Using "write" as the search string, find the matching lines below and copy them.

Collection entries
----------------

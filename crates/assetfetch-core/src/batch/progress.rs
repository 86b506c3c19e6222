//! Aggregate progress across a batch (entries settled, average pace, ETA).

use std::fmt;
use std::time::Duration;

/// Snapshot taken at an entry boundary.
#[derive(Debug, Clone, PartialEq)]
pub struct ProgressSnapshot {
    /// Entries settled so far (any outcome).
    pub completed: usize,
    pub total: usize,
    pub elapsed: Duration,
    /// `elapsed / completed`; `None` before the first entry settles.
    pub avg_per_entry: Option<Duration>,
    /// `avg_per_entry * remaining`; zero once everything settled.
    pub eta: Option<Duration>,
}

impl ProgressSnapshot {
    pub fn new(completed: usize, total: usize, elapsed: Duration) -> Self {
        let completed = completed.min(total);
        let avg_per_entry = if completed == 0 {
            None
        } else {
            Some(elapsed / completed as u32)
        };
        let remaining = (total - completed) as u32;
        let eta = if remaining == 0 {
            Some(Duration::ZERO)
        } else {
            avg_per_entry.map(|avg| avg * remaining)
        };
        Self {
            completed,
            total,
            elapsed,
            avg_per_entry,
            eta,
        }
    }

    /// Fraction settled in [0.0, 1.0].
    pub fn fraction(&self) -> f64 {
        if self.total == 0 {
            return 1.0;
        }
        self.completed as f64 / self.total as f64
    }
}

/// `H:MM:SS`
pub fn format_hms(d: Duration) -> String {
    let secs = d.as_secs();
    format!("{}:{:02}:{:02}", secs / 3600, (secs / 60) % 60, secs % 60)
}

impl fmt::Display for ProgressSnapshot {
    fn fmt(&self, f: &mut fmt::Formatter<'_>) -> fmt::Result {
        write!(
            f,
            "{}/{} ({:.1}%) elapsed {} eta {}",
            self.completed,
            self.total,
            self.fraction() * 100.0,
            format_hms(self.elapsed),
            self.eta.map(format_hms).unwrap_or_else(|| "?".to_string())
        )
    }
}

#[cfg(test)]
mod tests {
    use super::*;

    #[test]
    fn eta_from_average() {
        let p = ProgressSnapshot::new(2, 10, Duration::from_secs(20));
        assert_eq!(p.avg_per_entry, Some(Duration::from_secs(10)));
        assert_eq!(p.eta, Some(Duration::from_secs(80)));
        assert!((p.fraction() - 0.2).abs() < 1e-9);
    }

    #[test]
    fn eta_unknown_before_first_entry() {
        let p = ProgressSnapshot::new(0, 3, Duration::from_secs(1));
        assert_eq!(p.avg_per_entry, None);
        assert_eq!(p.eta, None);
        assert!(p.to_string().ends_with("eta ?"));
    }

    #[test]
    fn done_and_empty() {
        assert_eq!(ProgressSnapshot::new(3, 3, Duration::from_secs(9)).eta, Some(Duration::ZERO));
        assert_eq!(ProgressSnapshot::new(0, 0, Duration::ZERO).fraction(), 1.0);
    }

    #[test]
    fn display_format() {
        let p = ProgressSnapshot::new(1, 4, Duration::from_secs(3725));
        assert_eq!(p.to_string(), "1/4 (25.0%) elapsed 1:02:05 eta 3:06:15");
    }
}
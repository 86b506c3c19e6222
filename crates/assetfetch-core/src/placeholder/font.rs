//! 5x7 bitmap glyphs for the raster placeholder backend. Bit 4 is the leftmost column.

pub fn glyph(c: char) -> [u8; 7] {
    match c.to_ascii_uppercase() {
        'A' => [0x0E, 0x11, 0x11, 0x1F, 0x11, 0x11, 0x11],
        'B' => [0x1E, 0x11, 0x11, 0x1E, 0x11, 0x11, 0x1E],
        'C' => [0x0E, 0x11, 0x10, 0x10, 0x10, 0x11, 0x0E],
        'D' => [0x1E, 0x11, 0x11, 0x11, 0x11, 0x11, 0x1E],
        'E' => [0x1F, 0x10, 0x10, 0x1E, 0x10, 0x10, 0x1F],
        'F' => [0x1F, 0x10, 0x10, 0x1E, 0x10, 0x10, 0x10],
        'G' => [0x0E, 0x11, 0x10, 0x17, 0x11, 0x11, 0x0F],
        'H' => [0x11, 0x11, 0x11, 0x1F, 0x11, 0x11, 0x11],
        'I' => [0x0E, 0x04, 0x04, 0x04, 0x04, 0x04, 0x0E],
        'J' => [0x07, 0x02, 0x02, 0x02, 0x02, 0x12, 0x0C],
        'K' => [0x11, 0x12, 0x14, 0x18, 0x14, 0x12, 0x11],
        'L' => [0x10, 0x10, 0x10, 0x10, 0x10, 0x10, 0x1F],
        'M' => [0x11, 0x1B, 0x15, 0x15, 0x11, 0x11, 0x11],
        'N' => [0x11, 0x11, 0x19, 0x15, 0x13, 0x11, 0x11],
        'O' => [0x0E, 0x11, 0x11, 0x11, 0x11, 0x11, 0x0E],
        'P' => [0x1E, 0x11, 0x11, 0x1E, 0x10, 0x10, 0x10],
        'Q' => [0x0E, 0x11, 0x11, 0x11, 0x15, 0x12, 0x0D],
        'R' => [0x1E, 0x11, 0x11, 0x1E, 0x14, 0x12, 0x11],
        'S' => [0x0F, 0x10, 0x10, 0x0E, 0x01, 0x01, 0x1E],
        'T' => [0x1F, 0x04, 0x04, 0x04, 0x04, 0x04, 0x04],
        'U' => [0x11, 0x11, 0x11, 0x11, 0x11, 0x11, 0x0E],
        'V' => [0x11, 0x11, 0x11, 0x11, 0x11, 0x0A, 0x04],
        'W' => [0x11, 0x11, 0x11, 0x15, 0x15, 0x15, 0x0A],
        'X' => [0x11, 0x11, 0x0A, 0x04, 0x0A, 0x11, 0x11],
        'Y' => [0x11, 0x11, 0x11, 0x0A, 0x04, 0x04, 0x04],
        'Z' => [0x1F, 0x01, 0x02, 0x04, 0x08, 0x10, 0x1F],
        '0' => [0x0E, 0x11, 0x13, 0x15, 0x19, 0x11, 0x0E],
        '1' => [0x04, 0x0C, 0x04, 0x04, 0x04, 0x04, 0x0E],
        '2' => [0x0E, 0x11, 0x01, 0x02, 0x04, 0x08, 0x1F],
        '3' => [0x1F, 0x02, 0x04, 0x02, 0x01, 0x11, 0x0E],
        '4' => [0x02, 0x06, 0x0A, 0x12, 0x1F, 0x02, 0x02],
        '5' => [0x1F, 0x10, 0x1E, 0x01, 0x01, 0x11, 0x0E],
        '6' => [0x06, 0x08, 0x10, 0x1E, 0x11, 0x11, 0x0E],
        '7' => [0x1F, 0x01, 0x02, 0x04, 0x08, 0x08, 0x08],
        '8' => [0x0E, 0x11, 0x11, 0x0E, 0x11, 0x11, 0x0E],
        '9' => [0x0E, 0x11, 0x11, 0x0F, 0x01, 0x02, 0x0C],
        ' ' => [0; 7],
        '-' | '_' => [0x00, 0x00, 0x00, 0x1F, 0x00, 0x00, 0x00],
        '.' => [0x00, 0x00, 0x00, 0x00, 0x00, 0x0C, 0x0C],
        ',' => [0x00, 0x00, 0x00, 0x00, 0x0C, 0x04, 0x08],
        '\'' => [0x0C, 0x04, 0x08, 0x00, 0x00, 0x00, 0x00],
        '&' => [0x0C, 0x12, 0x14, 0x08, 0x15, 0x12, 0x0D],
        '/' => [0x00, 0x01, 0x02, 0x04, 0x08, 0x10, 0x00],
        ':' => [0x00, 0x0C, 0x0C, 0x00, 0x0C, 0x0C, 0x00],
        _ => [0x0E, 0x11, 0x01, 0x02, 0x04, 0x00, 0x04],
    }
}
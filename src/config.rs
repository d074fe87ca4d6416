//! Simulator configuration.
//!
//! Parsed from a key/value text file (`key value` per line, values
//! optionally double-quoted). Unknown keys warn and are skipped; a
//! missing required key or an out-of-range value is a configuration
//! error and the simulator does not initialize.

use std::fmt;
use std::path::{Path, PathBuf};
use std::str::FromStr;

use anyhow::{bail, Context, Result};
use tracing::warn;

/// Scheduling policy for ready-queue dispatch.
#[derive(Debug, Clone, Copy, PartialEq, Eq)]
pub enum SchedPolicy {
    /// First-come-first-served: a burst ends only on finish or sleep.
    Fcfs,
    /// Round-robin: bursts are capped at `quantum_cycles` instructions.
    Rr,
}

impl FromStr for SchedPolicy {
    type Err = anyhow::Error;

    fn from_str(s: &str) -> Result<Self> {
        match s {
            "fcfs" => Ok(SchedPolicy::Fcfs),
            "rr" => Ok(SchedPolicy::Rr),
            other => bail!("unknown scheduler policy {other:?} (expected \"fcfs\" or \"rr\")"),
        }
    }
}

impl fmt::Display for SchedPolicy {
    fn fmt(&self, f: &mut fmt::Formatter<'_>) -> fmt::Result {
        match self {
            SchedPolicy::Fcfs => write!(f, "fcfs"),
            SchedPolicy::Rr => write!(f, "rr"),
        }
    }
}

/// Complete simulator configuration.
#[derive(Debug, Clone)]
pub struct SimConfig {
    /// Number of virtual cores (1–128).
    pub num_cpu: u32,
    pub policy: SchedPolicy,
    /// RR slice in instructions; also the memory-snapshot cadence in ticks.
    pub quantum_cycles: u64,
    /// Ticks between generator-created processes.
    pub batch_process_freq: u64,
    pub min_ins: u64,
    pub max_ins: u64,
    /// Mandatory busy-wait between instructions, in ticks.
    pub delay_per_exec: u64,
    /// Total bytes of simulated memory.
    pub max_memory: u64,
    /// Bytes allocated to each admitted process.
    pub mem_per_proc: u64,
    /// Where periodic memory snapshots are written; `None` disables them.
    pub snapshot_dir: Option<PathBuf>,
    /// Seed for the program generator.
    pub seed: u64,
}

impl Default for SimConfig {
    fn default() -> Self {
        SimConfig {
            num_cpu: 4,
            policy: SchedPolicy::Rr,
            quantum_cycles: 5,
            batch_process_freq: 1,
            min_ins: 1000,
            max_ins: 2000,
            delay_per_exec: 0,
            max_memory: 16384,
            mem_per_proc: 4096,
            snapshot_dir: None,
            seed: 42,
        }
    }
}

impl SimConfig {
    /// Parse a config file. All seven scheduler keys are required; the
    /// memory keys fall back to their defaults when absent.
    pub fn load(path: &Path) -> Result<Self> {
        let text = std::fs::read_to_string(path)
            .with_context(|| format!("failed to read config file {}", path.display()))?;
        Self::parse(&text).with_context(|| format!("invalid config file {}", path.display()))
    }

    /// Parse config text in `key value` form.
    pub fn parse(text: &str) -> Result<Self> {
        let mut num_cpu = None;
        let mut policy = None;
        let mut quantum_cycles = None;
        let mut batch_process_freq = None;
        let mut min_ins = None;
        let mut max_ins = None;
        let mut delay_per_exec = None;
        let mut cfg = SimConfig::default();

        for (lineno, line) in text.lines().enumerate() {
            let line = line.trim();
            if line.is_empty() || line.starts_with('#') {
                continue;
            }
            let (key, value) = line
                .split_once(char::is_whitespace)
                .with_context(|| format!("line {}: expected `key value`", lineno + 1))?;
            let value = value.trim().trim_matches('"');

            match key {
                "num-cpu" => num_cpu = Some(parse_number(key, value)?),
                "scheduler" => policy = Some(value.parse::<SchedPolicy>()?),
                "quantum-cycles" => quantum_cycles = Some(parse_number(key, value)?),
                "batch-process-freq" => batch_process_freq = Some(parse_number(key, value)?),
                "min-ins" => min_ins = Some(parse_number(key, value)?),
                "max-ins" => max_ins = Some(parse_number(key, value)?),
                "delay-per-exec" => delay_per_exec = Some(parse_number(key, value)?),
                "max-overall-mem" => cfg.max_memory = parse_number(key, value)?,
                "mem-per-proc" => cfg.mem_per_proc = parse_number(key, value)?,
                other => warn!(key = other, "ignoring unknown config key"),
            }
        }

        let cpus: u64 = require(num_cpu, "num-cpu")?;
        cfg.num_cpu = u32::try_from(cpus).unwrap_or(u32::MAX);
        cfg.policy = require(policy, "scheduler")?;
        cfg.quantum_cycles = require(quantum_cycles, "quantum-cycles")?;
        cfg.batch_process_freq = require(batch_process_freq, "batch-process-freq")?;
        cfg.min_ins = require(min_ins, "min-ins")?;
        cfg.max_ins = require(max_ins, "max-ins")?;
        cfg.delay_per_exec = require(delay_per_exec, "delay-per-exec")?;
        cfg.validate()?;
        Ok(cfg)
    }

    pub fn validate(&self) -> Result<()> {
        if !(1..=128).contains(&self.num_cpu) {
            bail!("num-cpu must be in 1..=128, got {}", self.num_cpu);
        }
        if self.quantum_cycles == 0 {
            bail!("quantum-cycles must be at least 1");
        }
        if self.batch_process_freq == 0 {
            bail!("batch-process-freq must be at least 1");
        }
        if self.min_ins == 0 {
            bail!("min-ins must be at least 1");
        }
        if self.max_ins < self.min_ins {
            bail!(
                "max-ins ({}) must be >= min-ins ({})",
                self.max_ins,
                self.min_ins
            );
        }
        if self.mem_per_proc == 0 || self.mem_per_proc > self.max_memory {
            bail!(
                "mem-per-proc ({}) must be in 1..=max-overall-mem ({})",
                self.mem_per_proc,
                self.max_memory
            );
        }
        Ok(())
    }
}

fn parse_number(key: &str, value: &str) -> Result<u64> {
    value
        .parse::<u64>()
        .with_context(|| format!("{key}: malformed number {value:?}"))
}

fn require<T>(value: Option<T>, key: &str) -> Result<T> {
    value.with_context(|| format!("missing required config key {key:?}"))
}

#[cfg(test)]
mod tests {
    use super::*;

    const FULL: &str = "\
num-cpu 4
scheduler \"rr\"
quantum-cycles 5
batch-process-freq 1
min-ins 1000
max-ins 2000
delay-per-exec 0
";

    #[test]
    fn parses_full_config() {
        let cfg = SimConfig::parse(FULL).unwrap();
        assert_eq!(cfg.num_cpu, 4);
        assert_eq!(cfg.policy, SchedPolicy::Rr);
        assert_eq!(cfg.quantum_cycles, 5);
        assert_eq!(cfg.batch_process_freq, 1);
        assert_eq!(cfg.min_ins, 1000);
        assert_eq!(cfg.max_ins, 2000);
        assert_eq!(cfg.delay_per_exec, 0);
        // Memory keys fall back to defaults.
        assert_eq!(cfg.max_memory, 16384);
        assert_eq!(cfg.mem_per_proc, 4096);
    }

    #[test]
    fn quotes_are_stripped() {
        let cfg = SimConfig::parse(FULL).unwrap();
        assert_eq!(cfg.policy, SchedPolicy::Rr);
    }

    #[test]
    fn missing_key_is_an_error() {
        let text = FULL.replace("num-cpu 4\n", "");
        let err = SimConfig::parse(&text).unwrap_err();
        assert!(err.to_string().contains("num-cpu"));
    }

    #[test]
    fn out_of_range_cpu_rejected() {
        let text = FULL.replace("num-cpu 4", "num-cpu 129");
        assert!(SimConfig::parse(&text).is_err());
    }

    #[test]
    fn max_ins_below_min_ins_rejected() {
        let text = FULL.replace("max-ins 2000", "max-ins 10");
        assert!(SimConfig::parse(&text).is_err());
    }

    #[test]
    fn malformed_number_rejected() {
        let text = FULL.replace("quantum-cycles 5", "quantum-cycles five");
        assert!(SimConfig::parse(&text).is_err());
    }

    #[test]
    fn unknown_policy_rejected() {
        let text = FULL.replace("scheduler \"rr\"", "scheduler \"sjf\"");
        assert!(SimConfig::parse(&text).is_err());
    }

    #[test]
    fn memory_keys_override_defaults() {
        let text = format!("{FULL}max-overall-mem 300\nmem-per-proc 100\n");
        let cfg = SimConfig::parse(&text).unwrap();
        assert_eq!(cfg.max_memory, 300);
        assert_eq!(cfg.mem_per_proc, 100);
    }
}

----------------

=== Solution to this problem ===
        write!(
            SchedPolicy::Fcfs => write!(f, "fcfs"),
            SchedPolicy::Rr => write!(f, "rr"),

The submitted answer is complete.